Media Release

TCM And The African American Film Critics Association (AAFCA) Present: The Black Experience On Film

Month-long Programming Event Will Feature 13 Acclaimed Film Journalists and 32 Seminal Films

Airs Every Tuesday and Thursday in September

Turner Classic Movies (TCM) and the African American Film Critics Association (AAFCA) have partnered to bring viewers The Black Experience on Film, a comprehensive month-long programming initiative showcasing portrayals of African Americans throughout cinematic history. Hosted by 13 different members of AAFCA from print, online and broadcast outlets throughout the country, programming begins Sept. 4 and continues every Tuesday and Thursday in primetime.

The Black Experience on Film provides a wide-ranging retrospective from the 1920s through the 1990s including:

  • Exploring Black Identity airing Sept. 4 - AAFCA co-founder and president Gil Robertson & cultural critic Ronda Racha Penrice explore films ranging from Oscar Micheaux's searing look at racial violence in Within Our Gates (1920) to Julie Dash’s 1991 story following three generations of Gullah women in Daughters Of The Dust   
  • Hollywood Confronts Racism airing Sept. 6  - AAFCA co-founder & film critic Shawn Edwards &’s Jasmine Simpkins examine films such as A Raisin in the Sun (1961), about a black Chicago family searching for a better life, and A Soldier's Story (1984) about the murder of a black U.S. Army sergeant
  • African Americans Coming of Age airing Sept. 11 - Awards Circuit’s Clayton Davis & Jasmine Simpkins highlight films such as Dorothy Dandridge and Harry Belafonte’s starring vehicle  Bright Road (1953), about a troubled elementary student, and Sounder (1972), about the struggles of a family of black sharecroppers during the Great Depression
  • Black Romance in Film airing Sept. 13 – longtime entertainment journalist Lee Thomas & Emmy-winning journalist Kelley Carter examine films such as Anna Lucasta (1958), featuring performances by Eartha Kitt and Sammy Davis Jr., and A Warm December (1973) starring Sydney Poitier as a widowed American doctor who falls for an African princess
  • African-American Musicals airing Sept. 18 - Black Tree Media’s Jamaal Finkley & Black Tomatoes host Carla Renata delve into Cabin in the Sky (1943), about a gambler's efforts to get into heaven, and Carmen Jones (1954), which made star Dorothy Dandridge the first African American to be nominated for the Best Actress Academy Award
  • Strong Black Women airing Sept. 20 - Fortune correspondent Anita Bennett & veteran entertainment journalist KJ Matthews review films including Claudine (1974), the story of a single mother in Harlem, and Sparkle (1976), inspired by the real-life musical group The Supremes.
  • African-American Comedies airing Sept. 25 - AAFCA co-founder & film critic Shawn Edwards & award-winning writer Edward Adams discuss Watermelon Man (1970), starring Godfrey Cambridge as a white insurance salesman who wakes up to find he has turned black, and Robert Townsend's satire Hollywood Shuffle (1987)
  • Black Stories from Around the World airing Sept. 27  - Gil Robertson & WGN’s Tyra Martin study Cry, the Beloved Country (1951), starring Canada Lee and Sidney Poitier as South African ministers who struggle to help individuals damaged by their country's policies of apartheid, and Walkabout (1971), a film about two white students who find themselves reliant on aid from an Aboriginal boy to survive while adrift in the Australian outback

“Since the earliest days of film, the portrayal of black characters has ranged from stereotypical and one-dimensional to more nuanced and complex. With this programming tentpole, we will explore this important part of film history specifically from an African-American perspective with insightful commentary from some of the nation's most prominent film critics,” said Charles Tabesh, senior vice president of programming & production, TCM. “Our partnership with the AAFCA is important, and together we aim to tell a contextualized and curated story of The Black Experience on Film.”
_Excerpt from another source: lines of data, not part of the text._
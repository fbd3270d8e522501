//! Integration tests for nested team dispatch and the increment probe
//!
//! These exercise the public API end to end: degradable dispatch, atomic
//! increments across nested teams, and the bounded scenario run through the
//! host offload backend.

use anyhow::Result;
use pretty_assertions::assert_eq;
use std::sync::atomic::{AtomicUsize, Ordering};
use team_probe::{
    run_probe, run_scenario, Dispatcher, HostBackend, ProbeConfig, ScenarioBounds, SharedCounter,
    TeamError, TeamLimits, TeamRequest,
};

const STACK_BUDGETS: [usize; 6] = [
    1,
    2048,
    32 * 1024,
    64 * 1024,
    256 * 1024,
    2 * 1024 * 1024,
];

fn limits_with_budget(stack_size_bytes: usize) -> TeamLimits {
    TeamLimits {
        stack_size_bytes,
        ..TeamLimits::default()
    }
}

/// The scenario stays within [2, 6] for every stack budget
#[test]
fn test_scenario_bounded_for_all_budgets() -> Result<()> {
    let bounds = ScenarioBounds::for_team_size(2);
    for budget in STACK_BUDGETS {
        let dispatcher = Dispatcher::new(limits_with_budget(budget))?;
        let counter = SharedCounter::new(0);
        let outcome = run_scenario(&dispatcher, &counter, 2)?;
        let value = counter.get();
        assert!(
            bounds.contains(value),
            "budget {} produced out-of-bound value {}",
            budget,
            value
        );
        assert_eq!(value, outcome.expected_increments());
    }
    Ok(())
}

/// Budgets below the unit minimum serialize every team
#[test]
fn test_scenario_fully_degraded_is_minimum() -> Result<()> {
    let dispatcher = Dispatcher::new(limits_with_budget(2048))?;
    let counter = SharedCounter::new(0);
    let outcome = run_scenario(&dispatcher, &counter, 2)?;
    assert_eq!(counter.get(), 2);
    assert_eq!(outcome.first.realized, 1);
    assert_eq!(outcome.outer.realized, 1);
    assert_eq!(outcome.inner.len(), 1);
    assert_eq!(dispatcher.stats().degraded_dispatches(), 3);
    Ok(())
}

/// Realized size stays within [1, requested] and work runs exactly that many times
#[test]
fn test_realized_team_within_request() -> Result<()> {
    let dispatcher = Dispatcher::new(limits_with_budget(256 * 1024))?;
    for _ in 0..32 {
        let requested = fastrand::usize(1..=16);
        let invocations = AtomicUsize::new(0);
        let team = dispatcher.run(requested, |_| {
            invocations.fetch_add(1, Ordering::SeqCst);
        })?;
        assert!(team.realized >= 1);
        assert!(team.realized <= requested);
        assert_eq!(invocations.load(Ordering::SeqCst), team.realized);
    }
    Ok(())
}

/// A team of N incrementing units leaves exactly N on a fresh counter
#[test]
fn test_team_increments_are_atomic() -> Result<()> {
    let dispatcher = Dispatcher::new(limits_with_budget(256 * 1024))?;
    for requested in [1, 2, 7, 16, 33, 64] {
        let counter = SharedCounter::new(0);
        let team = dispatcher.run(requested, |_| {
            for _ in 0..fastrand::usize(0..8) {
                std::thread::yield_now();
            }
            counter.increment();
        })?;
        assert_eq!(counter.get(), team.realized as i64);
    }
    Ok(())
}

/// Requesting two units with a stack too small for a spawned unit still runs the work once
#[test]
fn test_degradation_never_drops_to_zero() -> Result<()> {
    let dispatcher = Dispatcher::new(limits_with_budget(2048))?;
    let request = TeamRequest::new(2, 2048)?;
    let counter = SharedCounter::new(0);
    let team = dispatcher.dispatch(&request, |ctx| {
        assert_eq!(ctx.team_size, 1);
        counter.increment();
    });
    assert_eq!(team.realized, 1);
    assert!(team.is_degraded());
    assert_eq!(counter.get(), 1);
    Ok(())
}

/// Teams nest to arbitrary depth and every leaf increment is accounted for
#[test]
fn test_three_level_nesting() -> Result<()> {
    let dispatcher = Dispatcher::new(limits_with_budget(256 * 1024))?;
    let request = dispatcher.request(2)?;
    let counter = SharedCounter::new(0);
    let leaves = AtomicUsize::new(0);
    dispatcher.dispatch(&request, |_| {
        dispatcher.dispatch(&request, |_| {
            let team = dispatcher.dispatch(&request, |ctx| {
                assert_eq!(ctx.level, 3);
                counter.increment();
            });
            leaves.fetch_add(team.realized, Ordering::SeqCst);
        });
    });
    let value = counter.get();
    assert_eq!(value, leaves.load(Ordering::SeqCst) as i64);
    assert!((1..=8).contains(&value));
    Ok(())
}

#[test]
fn test_zero_sized_request_is_rejected() {
    let err = TeamRequest::new(0, 4096).unwrap_err();
    assert!(matches!(err, TeamError::Validation { .. }));
}

#[tokio::test]
async fn test_probe_through_host_backend() -> Result<()> {
    let report = run_probe(&ProbeConfig::default(), &HostBackend::new()).await?;
    assert!(report.bounds.contains(report.observed));
    assert_eq!(report.observed, report.expected);
    assert_eq!(report.bounds, ScenarioBounds { min: 2, max: 6 });
    Ok(())
}

#[tokio::test]
async fn test_probe_with_tiny_stack_reports_degradation() -> Result<()> {
    let config = ProbeConfig {
        limits: TeamLimits::conservative(),
        team_size: 2,
    };
    let report = run_probe(&config, &HostBackend::new()).await?;
    assert_eq!(report.observed, 2);
    assert!(report.degraded);
    assert_eq!(report.stats.degraded_dispatches, 3);
    Ok(())
}

#[tokio::test]
async fn test_probe_larger_team_bounds() -> Result<()> {
    let config = ProbeConfig {
        limits: limits_with_budget(256 * 1024),
        team_size: 3,
    };
    let report = run_probe(&config, &HostBackend::new()).await?;
    assert_eq!(report.bounds, ScenarioBounds { min: 2, max: 12 });
    assert!(report.bounds.contains(report.observed));
    Ok(())
}
//! Offload execution backends.
//!
//! A backend maps a host scalar into its execution domain for the duration of a
//! region and copies the region's final value back to the host on exit.

use crate::core::errors::{Result, TeamError};
use crate::counter::SharedCounter;
use async_trait::async_trait;
use tracing::debug;

#[async_trait]
pub trait OffloadBackend: Send + Sync {
    fn name(&self) -> &str;

    /// Run `region` against a device-side copy of `host`, then write the copy back.
    ///
    /// The host value is only updated when the region completes successfully.
    async fn map_tofrom<T, F>(&self, host: &mut i64, region: F) -> Result<T>
    where
        T: Send + 'static,
        F: FnOnce(&SharedCounter) -> Result<T> + Send + 'static;
}

/// Backend executing regions on the host's blocking thread pool
#[derive(Debug, Default, Clone)]
pub struct HostBackend;

impl HostBackend {
    pub fn new() -> Self {
        Self
    }
}

#[async_trait]
impl OffloadBackend for HostBackend {
    fn name(&self) -> &str {
        "host"
    }

    async fn map_tofrom<T, F>(&self, host: &mut i64, region: F) -> Result<T>
    where
        T: Send + 'static,
        F: FnOnce(&SharedCounter) -> Result<T> + Send + 'static,
    {
        let entry = *host;
        debug!("Mapping scalar into region, entry value {}", entry);

        let joined = tokio::task::spawn_blocking(move || {
            let device = SharedCounter::new(entry);
            let output = region(&device)?;
            Ok::<_, TeamError>((output, device.into_inner()))
        })
        .await;

        let (output, exit) = match joined {
            Ok(result) => result?,
            Err(e) if e.is_panic() => std::panic::resume_unwind(e.into_panic()),
            Err(e) => return Err(e.into()),
        };

        debug!("Region exited, copying back value {}", exit);
        *host = exit;
        Ok(output)
    }
}

#[cfg(test)]
mod tests {
    use super::*;

    #[tokio::test]
    async fn test_map_tofrom_copies_back() {
        let backend = HostBackend::new();
        let mut host = 5;
        let seen = backend
            .map_tofrom(&mut host, |device| {
                let entry = device.get();
                device.increment();
                device.increment();
                Ok(entry)
            })
            .await
            .unwrap();
        assert_eq!(seen, 5);
        assert_eq!(host, 7);
        assert_eq!(backend.name(), "host");
    }

    #[tokio::test]
    async fn test_failed_region_leaves_host_untouched() {
        let backend = HostBackend::new();
        let mut host = 3;
        let result: Result<()> = backend
            .map_tofrom(&mut host, |device| {
                device.increment();
                Err(TeamError::validation("region rejected"))
            })
            .await;
        assert!(result.is_err());
        assert_eq!(host, 3);
    }

    #[tokio::test]
    #[should_panic(expected = "region panicked")]
    async fn test_region_panic_is_not_masked() {
        let backend = HostBackend::new();
        let mut host = 0;
        let _: Result<()> = backend
            .map_tofrom(&mut host, |_| panic!("region panicked"))
            .await;
    }
}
“It is both an honor and a privilege for AAFCA and its members to work with Charles Tabesh and the rest of the TCM team to facilitate such impactful programming,” says AAFCA co-founder and president, Gil Robertson. “The legacy of African Americans in cinema often goes untold, but it has been a long and arduous journey. Since the earliest beginnings of the art form, African Americans have had a presence in cinema. That is the point we hope these 32 films will drive home. Our intent is that audiences be engaged, entertained and enlightened by the sheer diversity and breadth of this substantial arc of film programming.”
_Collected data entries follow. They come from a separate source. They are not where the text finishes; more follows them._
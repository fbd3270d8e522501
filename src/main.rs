use anyhow::{Context, Result};
use team_probe::{run_probe, HostBackend, ProbeConfig};
use tracing::{error, Level};
use tracing_subscriber::FmtSubscriber;

const REPORT_ENV: &str = "TEAM_PROBE_REPORT";

#[tokio::main]
async fn main() -> Result<()> {
    let subscriber = FmtSubscriber::builder()
        .with_max_level(Level::INFO)
        .with_writer(std::io::stderr)
        .finish();
    tracing::subscriber::set_global_default(subscriber)
        .context("failed to install tracing subscriber")?;

    let config = ProbeConfig::from_env().context("failed to load probe configuration")?;
    let report = match run_probe(&config, &HostBackend::new()).await {
        Ok(report) => report,
        Err(e) => {
            if e.is_correctness_failure() {
                error!("Correctness defect detected ({}): {}", e.category(), e);
            } else {
                error!("Probe could not run ({}): {}", e.category(), e);
            }
            return Err(e).context("team probe failed");
        }
    };

    match std::env::var(REPORT_ENV).as_deref() {
        Ok("json") => println!("{}", report.to_json()?),
        _ => println!("PASS"),
    }
    Ok(())
}
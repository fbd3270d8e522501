// Fork-join thread teams with degradable parallelism

pub mod dispatcher;
pub mod level;
pub mod stats;

pub use dispatcher::{Dispatcher, RealizedTeam, TeamRequest, UnitContext};
pub use level::current_level;
pub use stats::{LevelStats, TeamStats, TeamStatsSnapshot};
To learn more about each journalist, programming and to view additional images, please visit

About Turner Classic Movies

Turner Classic Movies (TCM) is a two-time Peabody Award-winning network that presents great films, uncut and commercial-free, from the largest film libraries in the world highlighting the entire spectrum of film history. TCM features the insights from Primetime host Ben Mankiewicz along with hosts Alicia Malone and Dave Karger, plus interviews with a wide range of special guests and serves as the ultimate movie lover destination. Currently in its 24th year as a leading authority in classic film, TCM offers critically acclaimed series like The Essentials, along with annual programming events like 31 Days of Oscar® in February and Summer Under the Stars in August. TCM also directly connects with movie fans through events as the annual TCM Classic Film Festival in Hollywood, the TCM Big Screen Classics series in partnership with Fathom Events, as well as through the TCM Classic Film Tour in New York City and Los Angeles. In addition, TCM produces a wide range of media about classic film, including books and DVDs, and hosts a wealth of material online at and through the Watch TCM mobile app.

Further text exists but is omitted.